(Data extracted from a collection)
----
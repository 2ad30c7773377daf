//! Command runner module
//!
//! Invokes the target binary once per entry in a test case's command list:
//! - builds the `-p <profile>` / `-f <folder>` argument prefix
//! - pipes staged stdin to invocations that have an entry for it
//! - sleeps `cmd_interval` before each invocation of a fragment-capture run
//! - captures stdout in invocation order for the fragment check modes
//!
//! Invocations are strictly sequential; there are no timeouts, so a hung
//! target blocks the harness.

use crate::models::TestCase;

use std::io::Write;
use std::path::{Path, PathBuf};
use std::process::{Command, ExitStatus, Stdio};
use std::thread;
use thiserror::Error;

/// Failure launching or waiting on the target binary.
#[derive(Debug, Error)]
pub enum ExecutionError {
    #[error("failed to launch {target}: {source}")]
    Spawn {
        target: PathBuf,
        #[source]
        source: std::io::Error,
    },
    #[error("command #{index} failed: {source}")]
    Wait {
        index: usize,
        #[source]
        source: std::io::Error,
    },
    #[error("command #{index} exited with {status}{}", format_stderr(.stderr))]
    ExitStatus {
        index: usize,
        status: ExitStatus,
        stderr: String,
    },
}

fn format_stderr(stderr: &str) -> String {
    let trimmed = stderr.trim_end();
    if trimmed.is_empty() {
        String::new()
    } else {
        format!(": {trimmed}")
    }
}

/// Directory handed to the target's `-f` flag for one case.
fn profile_dir(case: &TestCase, scratch: &Path) -> PathBuf {
    match &case.profile_folder {
        Some(folder) => scratch.join(folder),
        None => scratch.to_path_buf(),
    }
}

/// Run every command of `case` against `target`, in order.
///
/// Returns one captured stdout per invocation when `capture_stdout` is
/// set, an empty list otherwise. A non-zero exit status fails immediately
/// unless the case declares `should_fail`. The case's `cmd_interval`
/// paces captured runs only; profile-mode runs never sleep.
pub fn run_case(
    target: &Path,
    scratch: &Path,
    case: &TestCase,
    capture_stdout: bool,
) -> Result<Vec<String>, ExecutionError> {
    let folder = profile_dir(case, scratch);
    let mut outputs = Vec::new();

    for (index, args) in case.cmds.iter().enumerate() {
        if capture_stdout {
            if let Some(interval) = case.cmd_interval {
                thread::sleep(interval);
            }
        }

        let stdin_data = case.stdin.get(index).and_then(|entry| entry.as_deref());

        let mut command = Command::new(target);
        if let Some(profile) = &case.profile {
            command.args(["-p", profile]);
        }
        command.arg("-f").arg(&folder);
        command.args(args);
        command.stdin(if stdin_data.is_some() {
            Stdio::piped()
        } else {
            Stdio::null()
        });
        command.stdout(if capture_stdout {
            Stdio::piped()
        } else {
            Stdio::null()
        });
        command.stderr(Stdio::piped());

        let mut child = command.spawn().map_err(|source| ExecutionError::Spawn {
            target: target.to_path_buf(),
            source,
        })?;

        if let Some(data) = stdin_data {
            if let Some(mut handle) = child.stdin.take() {
                // The target may exit without draining stdin; a broken pipe
                // here is its exit status's problem, not ours.
                let _ = handle.write_all(data.as_bytes());
            }
        }

        let output = child
            .wait_with_output()
            .map_err(|source| ExecutionError::Wait { index, source })?;

        if capture_stdout {
            outputs.push(String::from_utf8_lossy(&output.stdout).into_owned());
        }
        if !output.status.success() && !case.should_fail {
            return Err(ExecutionError::ExitStatus {
                index,
                status: output.status,
                stderr: String::from_utf8_lossy(&output.stderr).into_owned(),
            });
        }
    }

    Ok(outputs)
}
//! Profile validation module
//!
//! Two layers of checking for a decoded profile:
//! - Schema validation against the externally supplied schema document
//! - Domain invariants: unique ids, interior id ordering, non-negative ids,
//!   allowed statuses, and well-formed `last_touched` timestamps
//!
//! The schema stays structural (types and required fields) so that every
//! domain invariant remains observable as its own failure kind.

use crate::constants::{ALLOWED_STATUSES, DATE_FORMAT};
use crate::models::Profile;

use anyhow::{anyhow, Context, Result};
use chrono::DateTime;
use jsonschema::JSONSchema;
use std::collections::HashSet;
use std::fs;
use std::path::Path;
use thiserror::Error;

/// A decoded profile does not match the schema document.
#[derive(Debug, Error)]
#[error("profile does not match schema: {detail}")]
pub struct SchemaError {
    pub detail: String,
}

/// A decoded profile violates a domain invariant.
#[derive(Debug, Error)]
#[error("{detail}")]
pub struct InvariantError {
    pub detail: String,
}

/// Compiled schema document, built once per run and shared by reference.
pub struct SchemaValidator {
    compiled: JSONSchema,
}

impl SchemaValidator {
    /// Load and compile the schema document at `path`.
    pub fn from_file(path: &Path) -> Result<Self> {
        let text = fs::read_to_string(path)
            .with_context(|| format!("failed to read schema document {}", path.display()))?;
        let schema: serde_json::Value = serde_json::from_str(&text)
            .with_context(|| format!("schema document {} is not valid json", path.display()))?;
        let compiled = JSONSchema::compile(&schema)
            .map_err(|err| anyhow!("schema document {} did not compile: {err}", path.display()))?;
        Ok(SchemaValidator { compiled })
    }

    /// Check a decoded profile value against the schema.
    pub fn validate(&self, profile: &serde_json::Value) -> Result<(), SchemaError> {
        if let Err(errors) = self.compiled.validate(profile) {
            let detail = errors
                .map(|err| err.to_string())
                .collect::<Vec<_>>()
                .join("\n");
            return Err(SchemaError { detail });
        }
        Ok(())
    }
}

/// Walk the notes once in stored order and report the first invariant
/// violation.
///
/// The id-ordering rule is adjacency only: each interior note's id must lie
/// strictly between its neighbors' ids. Boundary notes are exempt, so
/// profiles with two or fewer notes carry no ordering constraint at all.
/// That gap is longstanding observable behavior of the format's tooling
/// and is preserved deliberately; see the pinned tests below.
pub fn validate_invariants(profile: &Profile) -> Result<(), InvariantError> {
    let notes = &profile.notes;
    let mut seen = HashSet::with_capacity(notes.len());

    for (index, note) in notes.iter().enumerate() {
        if index > 0 && index + 1 < notes.len() {
            let prev = notes[index - 1].id;
            let next = notes[index + 1].id;
            if !(prev < note.id && note.id < next) {
                return Err(InvariantError {
                    detail: format!(
                        "object #{index} id is out of order ({prev}, {id}, {next})",
                        id = note.id
                    ),
                });
            }
        }
        if !ALLOWED_STATUSES.contains(&note.status.as_str()) {
            return Err(InvariantError {
                detail: format!("object #{index} status is invalid ({:?})", note.status),
            });
        }
        if note.id < 0 {
            return Err(InvariantError {
                detail: format!("object #{index} id is negative ({})", note.id),
            });
        }
        if DateTime::parse_from_str(&note.last_touched, DATE_FORMAT).is_err() {
            return Err(InvariantError {
                detail: format!(
                    "object #{index} last_touched doesn't match time format {DATE_FORMAT}"
                ),
            });
        }
        if !seen.insert(note.id) {
            return Err(InvariantError {
                detail: "there are duplicate IDs in 'notes'".to_string(),
            });
        }
    }
    Ok(())
}
//! Single-query status client
//!
//! [`QueryClient`] turns one numeric offset into one [`QueryOutcome`]: it
//! builds the receipt number, fetches the page through a [`CaseFetcher`],
//! parses it and applies the optional type filter. Nothing here is fatal;
//! every failure mode comes back as an outcome variant.

use anyhow::Result;

use crate::case::{CaseIdentifier, CaseRecord, CaseSeries, CaseType, StatusParser, Unparseable};

pub mod http;

pub use http::HttpFetcher;

/// Source of raw status pages, one request per call
pub trait CaseFetcher: Send + Sync {
    fn fetch(&self, id: &CaseIdentifier) -> Result<String>;
}

impl<T: CaseFetcher + ?Sized> CaseFetcher for &T {
    fn fetch(&self, id: &CaseIdentifier) -> Result<String> {
        (**self).fetch(id)
    }
}

/// Result of querying one case identifier
#[derive(Debug, Clone)]
pub enum QueryOutcome {
    /// Parsed and accepted by the filter
    Record(CaseRecord),
    /// Parsed but excluded by the type filter
    Filtered { id: CaseIdentifier, case_type: CaseType },
    /// Response did not have the expected shape
    Unparseable { id: CaseIdentifier, reason: Unparseable },
    /// Transport or HTTP failure
    Failed { id: CaseIdentifier, error: String },
}

impl QueryOutcome {
    pub fn into_record(self) -> Option<CaseRecord> {
        match self {
            QueryOutcome::Record(record) => Some(record),
            _ => None,
        }
    }
}

/// Issues single status queries for one case series
pub struct QueryClient<F> {
    fetcher: F,
    parser: StatusParser,
    series: CaseSeries,
    type_filter: Option<String>,
}

impl<F: CaseFetcher> QueryClient<F> {
    pub fn new(fetcher: F, series: CaseSeries, type_filter: Option<String>) -> Self {
        Self {
            fetcher,
            parser: StatusParser::new(),
            series,
            type_filter,
        }
    }

    /// Query the case at `number`
    pub fn query(&self, number: u64) -> QueryOutcome {
        let id = self.series.identifier(number);

        let body = match self.fetcher.fetch(&id) {
            Ok(body) => body,
            Err(e) => {
                tracing::info!("Invalid case status for {}: {:#}", id, e);
                return QueryOutcome::Failed {
                    id,
                    error: format!("{:#}", e),
                };
            }
        };

        let page = match self.parser.parse(&body) {
            Ok(page) => page,
            Err(reason) => {
                tracing::info!("Invalid case status for {}: {}", id, reason);
                return QueryOutcome::Unparseable { id, reason };
            }
        };

        if let Some(filter) = &self.type_filter
            && !page.case_type.matches(filter)
        {
            tracing::info!("{} skipped: type {} != {}", id, page.case_type, filter);
            return QueryOutcome::Filtered {
                id,
                case_type: page.case_type,
            };
        }

        let record = CaseRecord::new(id, page);
        tracing::info!(
            "{}: {} [{}] received {}",
            record.id,
            record.status,
            record.case_type,
            record.received.as_deref().unwrap_or("unknown")
        );
        QueryOutcome::Record(record)
    }
}

#[cfg(test)]
pub(crate) mod testing {
    use super::*;
    use std::collections::HashMap;
    use std::sync::Mutex;

    /// Canned fetcher keyed by numeric offset; unknown offsets fail
    #[derive(Default)]
    pub struct StubFetcher {
        pages: HashMap<u64, String>,
        pub calls: Mutex<Vec<u64>>,
    }

    impl StubFetcher {
        pub fn with_page(mut self, number: u64, html: String) -> Self {
            self.pages.insert(number, html);
            self
        }
    }

    impl CaseFetcher for StubFetcher {
        fn fetch(&self, id: &CaseIdentifier) -> Result<String> {
            self.calls.lock().unwrap().push(id.number());
            self.pages
                .get(&id.number())
                .cloned()
                .ok_or_else(|| anyhow::anyhow!("connection refused"))
        }
    }

    pub fn status_html(status: &str, details: &str) -> String {
        format!(
            "<html><body><div class=\"rows text-center\">\n<h1>{}</h1>\n<p>{}</p></div></body></html>",
            status, details
        )
    }
}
----
#### What is being asked
Starting at the line above that holds "the first invariant" and ending at the line that holds "the format's tooling", transcribe each line exactly and include no other lines.

#### Problem solution
/// Walk the notes once in stored order and report the first invariant
/// violation.
///
/// The id-ordering rule is adjacency only: each interior note's id must lie
/// strictly between its neighbors' ids. Boundary notes are exempt, so
/// profiles with two or fewer notes carry no ordering constraint at all.
/// That gap is longstanding observable behavior of the format's tooling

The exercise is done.